Beginning with the very first line, please reproduce the entries exactly through the line containing "position fails authentication.".

Segment Start: SUPPLIED INFORMATION

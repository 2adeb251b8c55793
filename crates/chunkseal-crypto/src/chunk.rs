//! Wire encoding of one encrypted chunk
//!
//! Encrypted chunk format (binary):
//! ```text
//! [24 bytes: nonce][N bytes: ciphertext][16 bytes: Poly1305 tag]
//! AAD = chunk_index (8 bytes, big-endian)
//! ```
//!
//! The chunk index is not stored. It is the chunk's position in the
//! encrypted set, recomputed on decryption, so a chunk moved to another
//! position fails authentication.

use chunkseal_core::{NONCE_SIZE, TAG_SIZE};

/// A single `nonce || ciphertext || tag` chunk.
#[derive(Clone, PartialEq, Eq)]
pub struct WireChunk {
    bytes: Vec<u8>,
}

impl WireChunk {
    /// Smallest well-formed chunk: a nonce plus the tag of an empty plaintext.
    pub const MIN_LEN: usize = NONCE_SIZE + TAG_SIZE;

    /// Wrap raw bytes received from storage or transport.
    ///
    /// Not validated here; `Cipher::decrypt_chunks` rejects short chunks.
    pub fn from_bytes(bytes: Vec<u8>) -> Self {
        Self { bytes }
    }

    /// The nonce prefix (shorter than 24 bytes only for a malformed chunk).
    pub fn nonce(&self) -> &[u8] {
        &self.bytes[..NONCE_SIZE.min(self.bytes.len())]
    }

    /// Ciphertext followed by the tag.
    pub fn ciphertext(&self) -> &[u8] {
        &self.bytes[NONCE_SIZE.min(self.bytes.len())..]
    }

    pub fn as_bytes(&self) -> &[u8] {
        &self.bytes
    }

    pub fn into_bytes(self) -> Vec<u8> {
        self.bytes
    }

    pub fn len(&self) -> usize {
        self.bytes.len()
    }

    pub fn is_empty(&self) -> bool {
        self.bytes.is_empty()
    }

    /// Plaintext length this chunk decrypts to, if well-formed.
    pub fn plaintext_len(&self) -> Option<usize> {
        self.bytes.len().checked_sub(Self::MIN_LEN)
    }
}

impl AsRef<[u8]> for WireChunk {
    fn as_ref(&self) -> &[u8] {
        &self.bytes
    }
}

impl From<Vec<u8>> for WireChunk {
    fn from(bytes: Vec<u8>) -> Self {
        Self::from_bytes(bytes)
    }
}

impl From<WireChunk> for Vec<u8> {
    fn from(chunk: WireChunk) -> Self {
        chunk.bytes
    }
}

impl std::fmt::Debug for WireChunk {
    fn fmt(&self, f: &mut std::fmt::Formatter<'_>) -> std::fmt::Result {
        f.debug_struct("WireChunk")
            .field("len", &self.bytes.len())
            .finish()
    }
}

/// Build AAD: chunk_index (8 bytes BE)
pub fn build_aad(chunk_index: u64) -> [u8; 8] {
    chunk_index.to_be_bytes()
}
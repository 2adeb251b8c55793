//! chunkseal-core: types shared by every chunkseal crate
//!
//! - `error`: the error taxonomy returned by all fallible operations
//! - `config`: TOML configuration schema (chunking + logging)
//! - `types`: wire-level size constants and the nonce strategy selector

pub mod config;
pub mod error;
pub mod types;

pub use error::{ChunkSealError, Result};
pub use types::{NonceStrategy, DEFAULT_CHUNK_SIZE, KEY_SIZE, NONCE_SIZE, TAG_SIZE};
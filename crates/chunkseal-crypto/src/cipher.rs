//! AEAD context: a validated key bound to XChaCha20-Poly1305
//!
//! A `Cipher` is immutable after construction and `Send + Sync`, so one
//! instance can serve any number of concurrent callers and chunk tasks.

use std::sync::Arc;

use chacha20poly1305::{
    aead::{Aead, AeadInPlace, KeyInit, Payload},
    XChaCha20Poly1305, XNonce,
};
use rayon::{ThreadPool, ThreadPoolBuilder};

use chunkseal_core::config::ChunkingConfig;
use chunkseal_core::{ChunkSealError, Result, NONCE_SIZE, TAG_SIZE};

use crate::key::SecretKey;

/// Largest plaintext a single XChaCha20-Poly1305 message may carry.
pub const MAX_MESSAGE_LEN: u64 = (1 << 38) - 64;

#[derive(Clone)]
pub struct Cipher {
    aead: XChaCha20Poly1305,
    options: ChunkingConfig,
    /// Dedicated pool when `options.workers > 0`; otherwise rayon's global pool.
    pool: Option<Arc<ThreadPool>>,
}

impl Cipher {
    /// Create a cipher with default chunking options.
    ///
    /// Fails with `InvalidKeySize` unless `key` is exactly 32 bytes.
    pub fn new(key: &[u8]) -> Result<Self> {
        Ok(Self::from_key(&SecretKey::from_slice(key)?))
    }

    pub fn from_key(key: &SecretKey) -> Self {
        Self {
            aead: XChaCha20Poly1305::new(key.as_bytes().into()),
            options: ChunkingConfig::default(),
            pool: None,
        }
    }

    /// Create a cipher with explicit chunking options.
    ///
    /// A non-zero `workers` count gets its own thread pool, which bounds how
    /// many chunk tasks run at once for every call on this cipher.
    pub fn with_options(key: &[u8], options: ChunkingConfig) -> Result<Self> {
        options.validate()?;

        let pool = match options.workers {
            0 => None,
            workers => {
                let pool = ThreadPoolBuilder::new()
                    .num_threads(workers)
                    .thread_name(|i| format!("chunkseal-worker-{i}"))
                    .build()
                    .map_err(|e| ChunkSealError::Config(format!("building worker pool: {e}")))?;
                Some(Arc::new(pool))
            }
        };

        Ok(Self {
            pool,
            options,
            ..Self::new(key)?
        })
    }

    pub fn options(&self) -> &ChunkingConfig {
        &self.options
    }

    /// Threads available to chunk tasks.
    pub fn worker_count(&self) -> usize {
        match &self.pool {
            Some(pool) => pool.current_num_threads(),
            None => rayon::current_num_threads(),
        }
    }

    /// Run `op` inside this cipher's pool (or the global pool).
    pub(crate) fn install<R, F>(&self, op: F) -> R
    where
        R: Send,
        F: FnOnce() -> R + Send,
    {
        match &self.pool {
            Some(pool) => pool.install(op),
            None => op(),
        }
    }

    /// Single-shot seal: returns `ciphertext || tag`.
    ///
    /// Deterministic for identical inputs. The caller owns nonce uniqueness.
    pub fn encrypt(&self, nonce: &[u8], plaintext: &[u8], aad: &[u8]) -> Result<Vec<u8>> {
        let nonce = check_nonce(nonce)?;
        self.aead
            .encrypt(
                nonce,
                Payload {
                    msg: plaintext,
                    aad,
                },
            )
            .map_err(|_| message_too_long(plaintext.len()))
    }

    /// Single-shot open of `ciphertext || tag`.
    ///
    /// A wrong key, nonce, AAD, a modified body, or a body shorter than the
    /// tag all fail with the same `AuthenticationFailure`.
    pub fn decrypt(&self, nonce: &[u8], ciphertext: &[u8], aad: &[u8]) -> Result<Vec<u8>> {
        let nonce = check_nonce(nonce)?;
        self.aead
            .decrypt(
                nonce,
                Payload {
                    msg: ciphertext,
                    aad,
                },
            )
            .map_err(|_| ChunkSealError::AuthenticationFailure)
    }

    /// Seal `plaintext` straight into wire layout: `nonce || ciphertext || tag`.
    pub(crate) fn seal_wire(
        &self,
        nonce: &[u8; NONCE_SIZE],
        plaintext: &[u8],
        aad: &[u8],
    ) -> Result<Vec<u8>> {
        let mut out = Vec::with_capacity(NONCE_SIZE + plaintext.len() + TAG_SIZE);
        out.extend_from_slice(nonce);
        out.extend_from_slice(plaintext);

        let tag = self
            .aead
            .encrypt_in_place_detached(XNonce::from_slice(nonce), aad, &mut out[NONCE_SIZE..])
            .map_err(|_| message_too_long(plaintext.len()))?;
        out.extend_from_slice(&tag);
        Ok(out)
    }
}

impl std::fmt::Debug for Cipher {
    fn fmt(&self, f: &mut std::fmt::Formatter<'_>) -> std::fmt::Result {
        f.debug_struct("Cipher")
            .field("key", &"[REDACTED]")
            .field("options", &self.options)
            .field("dedicated_pool", &self.pool.is_some())
            .finish()
    }
}

fn check_nonce(nonce: &[u8]) -> Result<&XNonce> {
    if nonce.len() != NONCE_SIZE {
        return Err(ChunkSealError::InvalidNonceSize {
            expected: NONCE_SIZE,
            actual: nonce.len(),
        });
    }
    Ok(XNonce::from_slice(nonce))
}

fn message_too_long(len: usize) -> ChunkSealError {
    ChunkSealError::InvalidLength {
        requested: len as u64,
        max: MAX_MESSAGE_LEN,
    }
}
//! HKDF-SHA256 key derivation (RFC 5869)
//!
//! `extract` condenses input key material into a pseudorandom key; `expand`
//! stretches that key into as many output bytes as requested, up to
//! 255 hash blocks. Both are pure functions.

use hkdf::Hkdf;
use sha2::Sha256;
use zeroize::Zeroize;

use chunkseal_core::{ChunkSealError, Result, KEY_SIZE};

use crate::key::SecretKey;

/// SHA-256 output size
pub const HASH_LEN: usize = 32;

/// Longest output `expand` can produce
pub const MAX_OUTPUT_LEN: usize = 255 * HASH_LEN;

/// Pseudorandom key, from `extract` or supplied directly. Zeroized on drop.
///
/// Only the raw bytes are held; the keyed HMAC state is rebuilt per `expand`
/// and dropped with it.
pub struct Prk {
    bytes: [u8; HASH_LEN],
}

impl Prk {
    /// Wrap a PRK obtained elsewhere, e.g. a stored or peer-derived one.
    pub fn from_bytes(bytes: [u8; HASH_LEN]) -> Self {
        Self { bytes }
    }

    pub fn as_bytes(&self) -> &[u8; HASH_LEN] {
        &self.bytes
    }
}

impl Drop for Prk {
    fn drop(&mut self) {
        self.bytes.zeroize();
    }
}

impl std::fmt::Debug for Prk {
    fn fmt(&self, f: &mut std::fmt::Formatter<'_>) -> std::fmt::Result {
        f.debug_struct("Prk").field("bytes", &"[REDACTED]").finish()
    }
}

/// HMAC-SHA256 of `ikm` keyed by `salt`; an absent salt is 32 zero bytes.
pub fn extract(salt: Option<&[u8]>, ikm: &[u8]) -> Prk {
    let (mut prk, _) = Hkdf::<Sha256>::extract(salt, ikm);
    let mut bytes = [0u8; HASH_LEN];
    bytes.copy_from_slice(&prk);
    prk.as_mut_slice().zeroize();
    Prk { bytes }
}

/// Expand `prk` into `length` bytes bound to `info`.
///
/// Fails with `InvalidLength` when `length` exceeds `MAX_OUTPUT_LEN` (8160).
pub fn expand(prk: &Prk, info: &[u8], length: usize) -> Result<Vec<u8>> {
    check_length(length)?;
    let mut okm = vec![0u8; length];
    expand_into(prk, info, &mut okm)?;
    Ok(okm)
}

fn check_length(length: usize) -> Result<()> {
    if length > MAX_OUTPUT_LEN {
        return Err(ChunkSealError::InvalidLength {
            requested: length as u64,
            max: MAX_OUTPUT_LEN as u64,
        });
    }
    Ok(())
}

fn expand_into(prk: &Prk, info: &[u8], okm: &mut [u8]) -> Result<()> {
    let length = okm.len();
    check_length(length)?;
    // A HASH_LEN array always satisfies from_prk's minimum length.
    let hkdf = Hkdf::<Sha256>::from_prk(&prk.bytes)
        .map_err(|_| ChunkSealError::Config("PRK shorter than one SHA-256 block".into()))?;
    hkdf.expand(info, okm)
        .map_err(|_| ChunkSealError::InvalidLength {
            requested: length as u64,
            max: MAX_OUTPUT_LEN as u64,
        })
}

/// `expand(extract(salt, ikm), info, length)`
pub fn derive_key(
    salt: Option<&[u8]>,
    ikm: &[u8],
    info: &[u8],
    length: usize,
) -> Result<Vec<u8>> {
    expand(&extract(salt, ikm), info, length)
}

/// Derive a 256-bit AEAD key, e.g. a per-purpose subkey of a master secret.
pub fn derive_secret_key(salt: Option<&[u8]>, ikm: &[u8], info: &[u8]) -> Result<SecretKey> {
    let mut bytes = [0u8; KEY_SIZE];
    expand_into(&extract(salt, ikm), info, &mut bytes)?;
    let key = SecretKey::from_bytes(bytes);
    bytes.zeroize();
    Ok(key)
}
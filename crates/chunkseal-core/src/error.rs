use thiserror::Error;

pub type Result<T> = std::result::Result<T, ChunkSealError>;

/// Every failure a chunkseal operation can report.
///
/// `AuthenticationFailure` deliberately carries no detail: a tampered body,
/// a wrong key, a wrong nonce and a wrong chunk position all look the same.
#[derive(Debug, Clone, PartialEq, Eq, Error)]
pub enum ChunkSealError {
    #[error("invalid key size: {actual} bytes (expected {expected})")]
    InvalidKeySize { expected: usize, actual: usize },

    #[error("invalid nonce size: {actual} bytes (expected {expected})")]
    InvalidNonceSize { expected: usize, actual: usize },

    #[error("chunk {index} too short: {len} bytes (minimum {min})")]
    InvalidCiphertextLength { index: u64, len: usize, min: usize },

    #[error("authentication failed")]
    AuthenticationFailure,

    #[error("random source failure: {0}")]
    RandomSourceFailure(String),

    #[error("invalid output length: {requested} bytes (maximum {max})")]
    InvalidLength { requested: u64, max: u64 },

    #[error("config error: {0}")]
    Config(String),
}

impl ChunkSealError {
    /// Short stable label, used as a structured log field.
    pub fn kind(&self) -> &'static str {
        match self {
            Self::InvalidKeySize { .. } => "invalid_key_size",
            Self::InvalidNonceSize { .. } => "invalid_nonce_size",
            Self::InvalidCiphertextLength { .. } => "invalid_ciphertext_length",
            Self::AuthenticationFailure => "authentication_failure",
            Self::RandomSourceFailure(_) => "random_source_failure",
            Self::InvalidLength { .. } => "invalid_length",
            Self::Config(_) => "config",
        }
    }
}
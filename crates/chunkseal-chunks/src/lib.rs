//! chunkseal-chunks: fixed-size chunk splitting
//!
//! A buffer is cut into ordered, non-overlapping ranges of `chunk_size` bytes;
//! only the final range may be shorter. The range index is the chunk's
//! position, which the crypto layer binds into each chunk's associated data.

pub mod split;

pub use split::{chunk_count, split_default, split_ranges, ChunkRange};
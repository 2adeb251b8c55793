//! Per-chunk nonce generation
//!
//! Two strategies, both producing 24-byte XChaCha20 nonces:
//! - `OsRandom`: every nonce is 24 bytes straight from the OS random source.
//! - `SaltedCounter`: `salt (16 bytes, random per call) || chunk_index (8 bytes BE)`.
//!   Only one random draw per call, and nonces within a call can never collide.
//!   Across calls uniqueness rests on the 128-bit salt.

use rand::rngs::OsRng;
use rand::RngCore;

use chunkseal_core::{ChunkSealError, NonceStrategy, Result, NONCE_SIZE};

const SALT_SIZE: usize = NONCE_SIZE - 8;

/// Fills the nonce for the chunk at `index`.
///
/// Implementations are shared by every task of one chunked call.
pub trait NonceSource: Send + Sync {
    fn fill(&self, index: u64, nonce: &mut [u8; NONCE_SIZE]) -> Result<()>;
}

/// Fresh OS randomness for every nonce.
#[derive(Debug, Clone, Copy, Default)]
pub struct OsRandom;

impl NonceSource for OsRandom {
    fn fill(&self, _index: u64, nonce: &mut [u8; NONCE_SIZE]) -> Result<()> {
        fill_random(nonce)
    }
}

/// Random per-call salt followed by the chunk index.
#[derive(Debug, Clone, Copy)]
pub struct SaltedCounter {
    salt: [u8; SALT_SIZE],
}

impl SaltedCounter {
    /// Draw a fresh salt. Call once per chunked encryption.
    pub fn generate() -> Result<Self> {
        let mut salt = [0u8; SALT_SIZE];
        fill_random(&mut salt)?;
        Ok(Self { salt })
    }

    pub fn from_salt(salt: [u8; SALT_SIZE]) -> Self {
        Self { salt }
    }
}

impl NonceSource for SaltedCounter {
    fn fill(&self, index: u64, nonce: &mut [u8; NONCE_SIZE]) -> Result<()> {
        nonce[..SALT_SIZE].copy_from_slice(&self.salt);
        nonce[SALT_SIZE..].copy_from_slice(&index.to_be_bytes());
        Ok(())
    }
}

/// Build the source a chunked encryption call should use.
pub fn source_for(strategy: NonceStrategy) -> Result<Box<dyn NonceSource>> {
    Ok(match strategy {
        NonceStrategy::Random => Box::new(OsRandom),
        NonceStrategy::SaltedCounter => Box::new(SaltedCounter::generate()?),
    })
}

fn fill_random(buf: &mut [u8]) -> Result<()> {
    OsRng
        .try_fill_bytes(buf)
        .map_err(|e| ChunkSealError::RandomSourceFailure(e.to_string()))
}
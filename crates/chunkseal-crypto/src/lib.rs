//! chunkseal-crypto: parallel chunked authenticated encryption
//!
//! Architecture: Split-then-Encrypt with XChaCha20-Poly1305
//!
//! ```text
//! plaintext ─► split into 64 KiB ranges ─► one rayon task per range
//!                                          ├─ nonce  = 24 fresh bytes
//!                                          ├─ aad    = chunk_index (8 bytes, big-endian)
//!                                          └─ chunk  = nonce || ciphertext || tag
//! ```
//!
//! Decryption fans out the same way and concatenates the plaintexts in index
//! order once every task has finished. A chunk's index is never written to the
//! wire: it is the chunk's position in the returned list, so moving a chunk to
//! a different position breaks its tag.
//!
//! Key derivation (`kdf`) is HKDF-SHA256 extract-then-expand.

pub mod chunk;
pub mod cipher;
pub mod kdf;
pub mod key;
pub mod nonce;
pub mod parallel;

pub use chunk::{build_aad, WireChunk};
pub use cipher::Cipher;
pub use kdf::{derive_key, derive_secret_key, expand, extract, Prk};
pub use key::SecretKey;
pub use nonce::{NonceSource, OsRandom, SaltedCounter};

pub use chunkseal_core::config::ChunkingConfig;
pub use chunkseal_core::{
    ChunkSealError, NonceStrategy, Result, DEFAULT_CHUNK_SIZE, KEY_SIZE, NONCE_SIZE, TAG_SIZE,
};
//! Scaffold lifecycle.
//!
//! ```text
//! Idle → ResolvingName → GuardingDestination → Fetching → Rewriting
//!      → WritingEnv → InstallingDeps → Building → Done
//! ```
//!
//! Any phase can move to `Failed`. From `Fetching` onwards a partial
//! project directory may exist, so failing there requires cleanup.

use std::fmt;

#[derive(Debug, Clone, Copy, PartialEq, Eq, PartialOrd, Ord, Hash)]
pub enum Phase {
    Idle,
    ResolvingName,
    GuardingDestination,
    Fetching,
    Rewriting,
    WritingEnv,
    InstallingDeps,
    Building,
    Done,
    Failed,
}

impl Phase {
    pub const fn as_str(&self) -> &'static str {
        match self {
            Self::Idle => "idle",
            Self::ResolvingName => "resolving-name",
            Self::GuardingDestination => "guarding-destination",
            Self::Fetching => "fetching",
            Self::Rewriting => "rewriting",
            Self::WritingEnv => "writing-env",
            Self::InstallingDeps => "installing-deps",
            Self::Building => "building",
            Self::Done => "done",
            Self::Failed => "failed",
        }
    }

    /// Whether failing while in this phase leaves a directory to remove.
    pub const fn requires_cleanup(self) -> bool {
        matches!(
            self,
            Self::Fetching | Self::Rewriting | Self::WritingEnv | Self::InstallingDeps | Self::Building
        )
    }

    /// The phase that normally follows this one.
    pub const fn next(self) -> Self {
        match self {
            Self::Idle => Self::ResolvingName,
            Self::ResolvingName => Self::GuardingDestination,
            Self::GuardingDestination => Self::Fetching,
            Self::Fetching => Self::Rewriting,
            Self::Rewriting => Self::WritingEnv,
            Self::WritingEnv => Self::InstallingDeps,
            Self::InstallingDeps => Self::Building,
            Self::Building => Self::Done,
            Self::Done => Self::Done,
            Self::Failed => Self::Failed,
        }
    }
}

impl fmt::Display for Phase {
    fn fmt(&self, f: &mut fmt::Formatter<'_>) -> fmt::Result {
        f.write_str(self.as_str())
    }
}

/// The work steps that run once the destination is known.
#[derive(Debug, Clone, Copy, PartialEq, Eq, Hash)]
pub enum Step {
    Fetch,
    Rewrite,
    WriteEnv,
    Install,
    Build,
}

impl Step {
    /// Steps in execution order.
    pub const ALL: [Step; 5] = [
        Step::Fetch,
        Step::Rewrite,
        Step::WriteEnv,
        Step::Install,
        Step::Build,
    ];

    pub const fn phase(self) -> Phase {
        match self {
            Self::Fetch => Phase::Fetching,
            Self::Rewrite => Phase::Rewriting,
            Self::WriteEnv => Phase::WritingEnv,
            Self::Install => Phase::InstallingDeps,
            Self::Build => Phase::Building,
        }
    }

    pub const fn as_str(&self) -> &'static str {
        match self {
            Self::Fetch => "fetch",
            Self::Rewrite => "rewrite",
            Self::WriteEnv => "write-env",
            Self::Install => "install",
            Self::Build => "build",
        }
    }
}

impl fmt::Display for Step {
    fn fmt(&self, f: &mut fmt::Formatter<'_>) -> fmt::Result {
        f.write_str(self.as_str())
    }
}
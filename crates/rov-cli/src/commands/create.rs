//! Implementation of the scaffold command.
//!
//! Responsibility: wire adapters from the configuration, run the core
//! scaffold service, and display results.  No business logic lives here.

use rov_adapters::{DirectoryFetcher, GithubTarballFetcher, LocalFilesystem, TokioCommandRunner};
use rov_core::{
    application::{NameSource, ScaffoldService, ports::TemplateFetcher},
    domain::ScaffoldReport,
};
use tracing::{info, instrument};

use crate::{
    config::AppConfig,
    error::{CliResult, IntoCli},
    output::OutputManager,
    prompt::TerminalPrompt,
    reporter::TerminalReporter,
};

/// Execute the scaffold.
///
/// Dispatch sequence:
/// 1. Build adapters (remote or local template) from the configuration
/// 2. Run `ScaffoldService` below the current directory
/// 3. Print next-steps guidance
#[instrument(skip_all)]
pub async fn execute(
    project_name: Option<String>,
    config: &AppConfig,
    output: &OutputManager,
) -> CliResult<()> {
    let service = build_service(config)?;
    let cwd = std::env::current_dir()
        .with_cli_context(|| "failed to determine the current directory")?;

    let report = {
        let reporter = TerminalReporter::new(output);
        service
            .scaffold(
                NameSource::from_argument(project_name),
                &TerminalPrompt::new(),
                &cwd,
                &reporter,
            )
            .await?
    };

    info!(
        project = %report.project,
        built = report.build.is_built(),
        "Project ready"
    );
    print_summary(&report, output)
}

fn build_service(config: &AppConfig) -> CliResult<ScaffoldService> {
    let fetcher: Box<dyn TemplateFetcher> = match config.local_template() {
        Some(path) => Box::new(DirectoryFetcher::new(path)),
        None => Box::new(GithubTarballFetcher::new(config.template_location())?),
    };
    info!(template = %fetcher.describe(), "Template source selected");

    Ok(ScaffoldService::new(
        fetcher,
        Box::new(LocalFilesystem::new()),
        Box::new(TokioCommandRunner::new()),
    )
    .with_toolchain(config.toolchain()))
}

fn print_summary(report: &ScaffoldReport, output: &OutputManager) -> CliResult<()> {
    output.print("")?;
    output.success("🎉 Your Rust-on-Vercel app is ready!")?;
    output.print("")?;
    output.header("📂 Next steps:")?;
    output.command(&format!("cd {}", report.project))?;
    output.command("vercel dev")?;
    output.print("")?;
    output.print("🚀 Happy coding!")?;
    Ok(())
}
//! Error handling for the create-rust-on-vercel CLI.
//!
//! Provides structured errors with:
//! - User-friendly messages
//! - Actionable suggestions
//! - Proper error chaining
//! - Exit code mapping

use std::error::Error;

use owo_colors::OwoColorize;
use thiserror::Error;

use rov_core::error::RovError;

// Re-export so callers only need `use crate::error::*`.
pub use rov_core::error::ErrorCategory as CoreCategory;

/// Result type alias for CLI operations.
pub type CliResult<T> = Result<T, CliError>;

/// CLI error types.
#[derive(Debug, Error)]
pub enum CliError {
    // ── Config errors ──────────────────────────────────────────────────────
    /// A configuration file or variable could not be read or parsed.
    #[error("Configuration error: {message}")]
    ConfigError {
        message: String,
        #[source]
        source: Option<Box<dyn std::error::Error + Send + Sync>>,
    },

    // ── Core errors ────────────────────────────────────────────────────────
    /// An error propagated from `rov-core`.
    #[error(transparent)]
    Core(#[from] RovError),

    // ── System errors ──────────────────────────────────────────────────────
    /// An I/O operation failed.
    #[error("I/O error: {message}")]
    IoError {
        message: String,
        #[source]
        source: std::io::Error,
    },
}

impl From<std::io::Error> for CliError {
    fn from(err: std::io::Error) -> Self {
        CliError::IoError {
            message: err.to_string(),
            source: err,
        }
    }
}

impl From<anyhow::Error> for CliError {
    fn from(err: anyhow::Error) -> Self {
        CliError::ConfigError {
            message: format!("{err:#}"),
            source: Some(err.into()),
        }
    }
}

impl CliError {
    /// Get user-actionable suggestions for fixing this error.
    pub fn suggestions(&self) -> Vec<String> {
        match self {
            Self::ConfigError { .. } => vec![
                format!(
                    "Check your config file at {}",
                    crate::config::AppConfig::config_path().display()
                ),
                "Check CREATE_ROV_* environment variables".into(),
            ],

            Self::Core(core_err) => core_err.suggestions(),

            Self::IoError { .. } => vec![
                "Check that the terminal is writable".into(),
                "Check file permissions".into(),
            ],
        }
    }

    /// Get the error category for styling and log severity.
    pub fn category(&self) -> ErrorCategory {
        match self {
            Self::ConfigError { .. } => ErrorCategory::Configuration,
            Self::Core(core) => match core.category() {
                CoreCategory::Validation => ErrorCategory::UserError,
                CoreCategory::External => ErrorCategory::External,
                CoreCategory::Internal => ErrorCategory::Internal,
            },
            Self::IoError { .. } => ErrorCategory::Internal,
        }
    }

    /// Exit code to pass to the OS.
    ///
    /// Every fatal error exits with 1.  Argument parse errors never reach
    /// here; clap exits with 2 for those.
    pub fn exit_code(&self) -> u8 {
        1
    }

    /// Format the error for display with colors and suggestions.
    pub fn format_colored(&self, verbose: bool) -> String {
        let mut output = String::new();

        // Error header
        output.push_str(&format!(
            "\n{} {}\n\n",
            "✗".red().bold(),
            "Error:".red().bold()
        ));

        // Main error message
        output.push_str(&format!("  {}\n", self.to_string().red()));

        // Error chain (if verbose)
        if verbose {
            let mut source = self.source();
            while let Some(err) = source {
                output.push_str(&format!(
                    "\n  {} {}\n",
                    "→".dimmed(),
                    err.to_string().dimmed()
                ));
                source = err.source();
            }
        }

        // Suggestions
        let suggestions = self.suggestions();
        if !suggestions.is_empty() {
            output.push_str(&format!("\n{}\n", "Suggestions:".yellow().bold()));
            for suggestion in suggestions {
                output.push_str(&format!("  {}\n", suggestion));
            }
        }

        // Hint to re-run with -v
        if !verbose {
            output.push('\n');
            output.push_str(&format!(
                "{} {}\n",
                "\u{2139}".blue(), // ℹ
                "Use -v / --verbose for more details.".dimmed(),
            ));
        }

        output
    }

    /// Plain-text version of [`Self::format_colored`], no ANSI codes.
    pub fn format_plain(&self, verbose: bool) -> String {
        let mut out = String::new();
        out.push_str(&format!("\nError: {}\n", self));

        if verbose {
            let mut src = std::error::Error::source(self);
            while let Some(err) = src {
                out.push_str(&format!("  Caused by: {err}\n"));
                src = err.source();
            }
        }

        let suggestions = self.suggestions();
        if !suggestions.is_empty() {
            out.push_str("\nSuggestions:\n");
            for s in &suggestions {
                out.push_str(&format!("  {s}\n"));
            }
        }

        if !verbose {
            out.push_str("\nUse -v / --verbose for more details.\n");
        }

        out
    }

    /// Log the error using tracing.
    pub fn log(&self) {
        match self.category() {
            ErrorCategory::UserError => tracing::warn!("User error: {}", self),
            ErrorCategory::External => tracing::error!("External failure: {}", self),
            ErrorCategory::Configuration => tracing::error!("Configuration error: {}", self),
            ErrorCategory::Internal => tracing::error!("Internal error: {}", self),
        }

        if let Some(source) = self.source() {
            tracing::debug!("Caused by: {}", source);
        }
    }
}

/// Error categories for classification.
#[derive(Debug, Clone, Copy, PartialEq, Eq)]
pub enum ErrorCategory {
    /// Bad input or a conflicting directory.
    UserError,
    /// Network or child process failure.
    External,
    /// Configuration error.
    Configuration,
    /// Internal/system error.
    Internal,
}

// ── IntoCli trait ─────────────────────────────────────────────────────────────

/// Extension trait to convert foreign error types into [`CliError`] at
/// call-sites with a descriptive context message.
///
/// There is no blanket impl; it would overlap with the concrete ones.
pub trait IntoCli<T> {
    /// Convert to `CliResult` attaching a human-readable context message.
    fn with_cli_context<F, S>(self, f: F) -> CliResult<T>
    where
        F: FnOnce() -> S,
        S: Into<String>;
}

impl<T> IntoCli<T> for Result<T, std::io::Error> {
    fn with_cli_context<F, S>(self, f: F) -> CliResult<T>
    where
        F: FnOnce() -> S,
        S: Into<String>,
    {
        self.map_err(|e| CliError::IoError {
            message: f().into(),
            source: e,
        })
    }
}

Segment End: SUPPLIED INFORMATION

:: ANSWER BOX ::
repository 2adeb251b8c55793
filename crates/chunkseal-crypto/src/chunk.rs
//! Wire encoding of one encrypted chunk
//!
//! Encrypted chunk format (binary):
//! ```text
//! [24 bytes: nonce][N bytes: ciphertext][16 bytes: Poly1305 tag]
//! AAD = chunk_index (8 bytes, big-endian)
//! ```
//!
//! The chunk index is not stored. It is the chunk's position in the
//! encrypted set, recomputed on decryption, so a chunk moved to another
//! position fails authentication.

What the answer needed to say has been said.